The 29th Annual International Conference on Virginia Woolf at Mount St. Joseph University in Cincinnati, Ohio, was the first formal gathering of Woolf scholars I attended.

Virginia Woolf portrait by Mathieu Laca hanging above writer Sanita Fejzić

I am not a traditional ‘Woolf scholar’ because my speciality is broader and outside English Literature: I am a Ph.D. candidate in Cultural Studies at Queen’s University in Canada with a focus on the relationship between environmental ethics and cultural production (with an emphasis on the written word). Yet, Virginia Woolf permeates so much of my thinking. A Room of One’s Own (1929) was an initiation, a provocation, an intellectual opening into thinking-as-woman in the university setting, a site of intellectual and creative production denied to a young Woolf.

Turning to Woolf to understand queer identity

In a period of generalized homophobia and literary censorship (think of Radcliffe Hall’s The Well of Loneliness) Virginia Woolf penned Orlando (1928) in honour of her lover, the aristocratic poet and novelist Vita Sackville-West. Vita’s son Nigel called it, “the longest and most charming love letter in literature.”

As a lesbian, it is impossible for me not to turn to Woolf for her depth of understanding of what it means to assert a queer identity in heteronormative societies. Her exquisite play-poem, The Waves, accurately portrays the seeming impossibility of establishing lesbian desire and sense of self precisely because identity is relational and constituted by power.

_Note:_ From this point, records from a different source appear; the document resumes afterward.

//! Spectral clustering with local scaling ("spectral").
//!
//! # The Algorithm (Zelnik-Manor & Perona, 2004)
//!
//! 1. **Similarity**: combine the paraphrase and entailment tables into
//!    `s(i, j) = α · pp(i, j) + (1 - α) · (1 - indep(i, j))` and use `d = 1 - s`.
//! 2. **Local scale**: `σ_i` is the distance from `i` to its K-th nearest neighbour,
//!    capped at 0.5.
//! 3. **Affinity**: `A_ij = exp(-d(i, j)² / (σ_i σ_j))`, unit diagonal.
//! 4. **Normalize**: `L = D^{-1/2} A D^{-1/2}`.
//! 5. **Cluster count**: eigen-decompose `L` and take k at the largest gap among the
//!    leading eigenvalues, with `λ_{n+1} = 0` so that k = n is reachable.
//! 6. **Discretize**: k-means on the row-normalized top-k eigenvectors.
//!
//! A single global σ over- or under-clusters depending on how dense a paraphrase set
//! is; the per-node σ adapts the kernel width to each candidate's neighbourhood.
//! K defaults to 3 since senses of two to five paraphrases are common. With the σ cap
//! and the unit diagonal, two candidates that share nothing end up in separate clusters.
//!
//! ## Complexity
//!
//! O(n³) for the Jacobi eigen-decomposition; paraphrase sets are small.
//!
//! ## References
//!
//! Zelnik-Manor, L. & Perona, P. (2004). "Self-Tuning Spectral Clustering." NIPS.

use serde::{Deserialize, Serialize};
use tracing::debug;

use super::graph::combined_similarity;
use super::kmeans::Kmeans;
use super::traits::{Clustering, SenseClusterer};
use super::util::{normalize_in_place, symmetric_eigen};
use crate::candidates::CandidateSet;
use crate::error::{Error, Result};
use crate::sense::SenseClustering;
use crate::signals::Signals;

/// Floor for σ so identical candidates do not divide by zero.
const MIN_SCALE: f64 = 1e-6;

/// Ceiling for σ. A candidate whose K-th neighbour is unrelated keeps a narrow kernel.
const MAX_SCALE: f64 = 0.5;

/// Parameters of [`SpectralLocalScaling`].
#[derive(Debug, Clone, PartialEq, Serialize, Deserialize)]
#[serde(default)]
pub struct SpectralParams {
    /// Weight α of the paraphrase score against entailment, in `[0, 1]`.
    pub paraphrase_weight: f64,
    /// K for the local scale (clamped to `n - 1`).
    pub neighbors: usize,
    /// Upper bound on the number of clusters; 0 means no bound.
    pub max_clusters: usize,
    /// Seed for the k-means step.
    pub seed: u64,
}

impl Default for SpectralParams {
    fn default() -> Self {
        Self {
            paraphrase_weight: 0.5,
            neighbors: 3,
            max_clusters: 0,
            seed: 0,
        }
    }
}

impl SpectralParams {
    pub(crate) fn validate(&self) -> Result<()> {
        if !(0.0..=1.0).contains(&self.paraphrase_weight) {
            return Err(Error::InvalidParameter {
                name: "paraphrase_weight",
                message: "must be in [0, 1]",
            });
        }
        if self.neighbors == 0 {
            return Err(Error::InvalidParameter {
                name: "neighbors",
                message: "must be at least 1",
            });
        }
        Ok(())
    }
}

/// Self-tuning spectral clustering over the paraphrase/entailment graph.
#[derive(Debug, Clone, Default)]
pub struct SpectralLocalScaling {
    params: SpectralParams,
}

impl SpectralLocalScaling {
    /// Create with default parameters.
    pub fn new() -> Self {
        Self::default()
    }

    /// Create from explicit parameters.
    pub fn from_params(params: SpectralParams) -> Self {
        Self { params }
    }

    /// Set K for the local scale.
    pub fn with_neighbors(mut self, neighbors: usize) -> Self {
        self.params.neighbors = neighbors;
        self
    }

    /// Set the maximum number of clusters (0 = unbounded).
    pub fn with_max_clusters(mut self, max_clusters: usize) -> Self {
        self.params.max_clusters = max_clusters;
        self
    }

    /// Set the paraphrase weight α.
    pub fn with_paraphrase_weight(mut self, weight: f64) -> Self {
        self.params.paraphrase_weight = weight;
        self
    }

    /// Set the k-means seed.
    pub fn with_seed(mut self, seed: u64) -> Self {
        self.params.seed = seed;
        self
    }

    /// Locally scaled, symmetrically normalized affinity matrix.
    fn normalized_affinity(&self, distances: &[f64], n: usize) -> Vec<f64> {
        let scales = local_scales(distances, n, self.params.neighbors);
        let mut a = vec![0.0f64; n * n];
        for i in 0..n {
            a[i * n + i] = 1.0;
            for j in (i + 1)..n {
                let d = distances[i * n + j];
                let v = (-(d * d) / (scales[i] * scales[j])).exp();
                a[i * n + j] = v;
                a[j * n + i] = v;
            }
        }

        let inv_sqrt_deg: Vec<f64> = (0..n)
            .map(|i| {
                let deg: f64 = a[i * n..(i + 1) * n].iter().sum();
                if deg > f64::MIN_POSITIVE {
                    1.0 / deg.sqrt()
                } else {
                    0.0
                }
            })
            .collect();
        for i in 0..n {
            for j in 0..n {
                a[i * n + j] *= inv_sqrt_deg[i] * inv_sqrt_deg[j];
            }
        }
        a
    }
}

impl SenseClusterer for SpectralLocalScaling {
    fn name(&self) -> &'static str {
        "spectral"
    }

    fn cluster(&self, set: &CandidateSet, signals: Signals<'_>) -> Result<SenseClustering> {
        self.params.validate()?;
        if set.is_empty() {
            return Err(Error::InsufficientData {
                target: set.target().to_string(),
                reason: "no candidates".to_string(),
            });
        }

        let words: Vec<String> = set.candidates().iter().cloned().collect();
        let n = words.len();
        if n == 1 {
            return Ok(super::complete_partition(set, &words, &[0]));
        }

        let sim = combined_similarity(&words, signals, self.params.paraphrase_weight);
        let distances: Vec<f64> = sim.iter().map(|s| (1.0 - s).max(0.0)).collect();
        let affinity = self.normalized_affinity(&distances, n);
        let eig = symmetric_eigen(&affinity, n);

        let bound = match self.params.max_clusters {
            0 => n,
            m => m.min(n),
        };
        let k = eigengap(&eig, bound);
        debug!(target_word = %set.target(), k, "spectral cluster count");

        let labels = if k <= 1 {
            vec![0; n]
        } else {
            let embedding: Vec<Vec<f32>> = (0..n)
                .map(|i| {
                    let mut row: Vec<f32> = eig[..k].iter().map(|(_, v)| v[i] as f32).collect();
                    normalize_in_place(&mut row);
                    row
                })
                .collect();
            Kmeans::new(k)
                .with_seed(self.params.seed)
                .fit_predict(&embedding)?
        };

        Ok(super::complete_partition(set, &words, &labels))
    }
}

/// Distance from each node to its K-th nearest neighbour (K clamped to `n - 1`), within
/// `[MIN_SCALE, MAX_SCALE]`.
fn local_scales(distances: &[f64], n: usize, neighbors: usize) -> Vec<f64> {
    let k = neighbors.min(n - 1).max(1);
    (0..n)
        .map(|i| {
            let mut row: Vec<f64> = (0..n)
                .filter(|&j| j != i)
                .map(|j| distances[i * n + j])
                .collect();
            row.sort_by(|a, b| a.total_cmp(b));
            row[k - 1].clamp(MIN_SCALE, MAX_SCALE)
        })
        .collect()
}

/// Number of leading eigenvalues before the largest gap, considering at most `bound`.
///
/// The eigenvalue after the last one counts as 0.
fn eigengap(eig: &[(f64, Vec<f64>)], bound: usize) -> usize {
    let mut best = (1usize, f64::NEG_INFINITY);
    for k in 1..=bound.min(eig.len()) {
        let next = eig.get(k).map_or(0.0, |(v, _)| *v);
        let gap = eig[k - 1].0 - next;
        if gap > best.1 + 1e-12 {
            best = (k, gap);
        }
    }
    best.0
}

Critics are quick to point out that Rhoda is the most abstract character of The Waves (1931). Yet Rhoda’s extreme social timidity coupled with her sense of alienation, her very literary way of processing events and people, her inability to express herself and her eventual suicide are not mere abstractions. These are the material symptoms of a profound social sickness.

In The Waves the self is constituted by others, specifically six other petals of the flower that make up a group of friends (or in childhood, a nuclear family). There is a palpable sense of how characters co-create one another throughout the text. The self is also shaped by social institutions like the school, and other state apparatuses.

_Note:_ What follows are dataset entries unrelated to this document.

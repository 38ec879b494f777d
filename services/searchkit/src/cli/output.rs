//! Output formatting for CLI commands
//!
//! Colored output helpers for human-readable output (respects the
//! NO_COLOR env var). JSON output is printed by each command directly.

/// Color scheme for CLI output
pub mod colors {
    use colored::{ColoredString, Colorize};

    /// Style for labels/headers
    pub fn label(s: &str) -> ColoredString {
        s.bold()
    }

    /// Style for index names and URLs
    pub fn index(s: &str) -> ColoredString {
        s.cyan()
    }

    /// Style for document ids
    pub fn id(s: &str) -> ColoredString {
        s.blue()
    }

    /// Style for numbers/counts
    pub fn number(s: &str) -> ColoredString {
        s.yellow()
    }

    /// Style for warning messages
    pub fn warning(s: &str) -> ColoredString {
        s.yellow()
    }

    /// Style for error messages
    pub fn error(s: &str) -> ColoredString {
        s.red().bold()
    }

    /// Style for dim/secondary text
    pub fn dim(s: &str) -> ColoredString {
        s.dimmed()
    }

    /// Style for search scores
    pub fn score(s: &str) -> ColoredString {
        s.magenta()
    }

    /// Style for rank numbers
    pub fn rank(s: &str) -> ColoredString {
        s.green().bold()
    }
}

/// Print a warning message
pub fn print_warning(message: &str) {
    eprintln!("{}: {}", colors::warning("Warning"), message);
}

/// Print an error message
pub fn print_error(message: &str) {
    eprintln!("{}: {}", colors::error("Error"), message);
}
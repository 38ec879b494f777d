//! searchkit - Strategy-based full-text query construction
//!
//! Turns a small declarative search request into one of several
//! full-text strategies, runs it against a search backend and maps
//! the hits onto typed records.
//!
//! # Architecture
//!
//! The codebase is organized into two main modules:
//!
//! - **core**: Domain logic
//!   - config, error, types, xdg
//!   - query (builder, clause tree, record types)
//!   - backend (Elasticsearch over HTTP, embedded Tantivy)
//!   - search (executor)
//!
//! - **cli**: Command-line adapter (depends on core)
//!
//! # Example
//!
//! ```no_run
//! use searchkit::core::backend::ElasticsearchBackend;
//! use searchkit::core::config::BackendConfig;
//! use searchkit::core::query::Strategy;
//! use searchkit::{SearchExecutor, SearchRequest};
//! use std::sync::Arc;
//!
//! searchkit::search_record! {
//!     pub struct Vehicle {
//!         pub id: String,
//!         pub name: String,
//!     }
//! }
//!
//! # async fn run() -> searchkit::Result<()> {
//! let backend = ElasticsearchBackend::new(&BackendConfig::default())?;
//! let executor = SearchExecutor::new(Arc::new(backend));
//!
//! let request = SearchRequest::new("jeep").with_fields(["name", "description"]);
//! let vehicles: Vec<Vehicle> = executor
//!     .search("vehicles", &request, &Strategy::MultiField)
//!     .await?;
//! # Ok(())
//! # }
//! ```

// Core domain logic
pub mod core;

// Command-line adapter
pub mod cli;

// Re-export commonly used types for convenience
pub use core::config::Config;
pub use core::error::{Result, SearchKitError, ValidationError};
pub use core::query::{QueryBuilder, SearchRecord, Strategy, StructuredQuery};
pub use core::search::SearchExecutor;
pub use core::types::*;
//! Query construction.
//!
//! Turns a [`SearchRequest`](crate::core::types::SearchRequest) and a
//! [`Strategy`] into a [`StructuredQuery`] without touching any backend.

mod builder;
mod dsl;
mod record;
mod structured;

pub use builder::{page_window, validate_request, QueryBuilder, Strategy};
pub use dsl::{BoolQuery, Clause, FieldSpec, Fuzziness, MultiMatch, MultiMatchType, Operator};
pub use record::SearchRecord;
pub use structured::{SortClause, StructuredQuery};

Rhoda, whose sexual attraction for Miss Lambert is stunted and repressed, never fully blossoms into lived experience. How can lesbian desire and sexuality emerge in public and intimate spaces that deny the very possibility of romantic and sexual love between women? That is why, as I have argued elsewhere, Rhoda’s suicide was a co-creative act, one that was precipitated by homophobic and sexist social circumstances.

Virginia Woolf’s understanding of the ways in which power subjugates women and in particular queer women was a scaffolding in the limitations (and stubborn necessity) of my will to invent what I desire. My MA thesis focused on Virginia Woolf even though its subject was transcorporeality (a posthumanist term coined by Stacey Alaimo to signify fluidity between bodies, human and nonhuman bodies as well as theoretical bodies) and more-than-human intersubjectivity.

The Waves and our place in the world

Because if many have pointed out that Woolf was a protofeminist, I would suggest she was also a proto-posthumanist. It is impossible to read To the Lighthouse (1927) or The Waves, for example, without contending with the entanglement between humans and what we call ‘nature,’ an umbrella term for animals (which includes us), plants, water, landscapes, climate and geography and all the other vibrant materialities we coexist with.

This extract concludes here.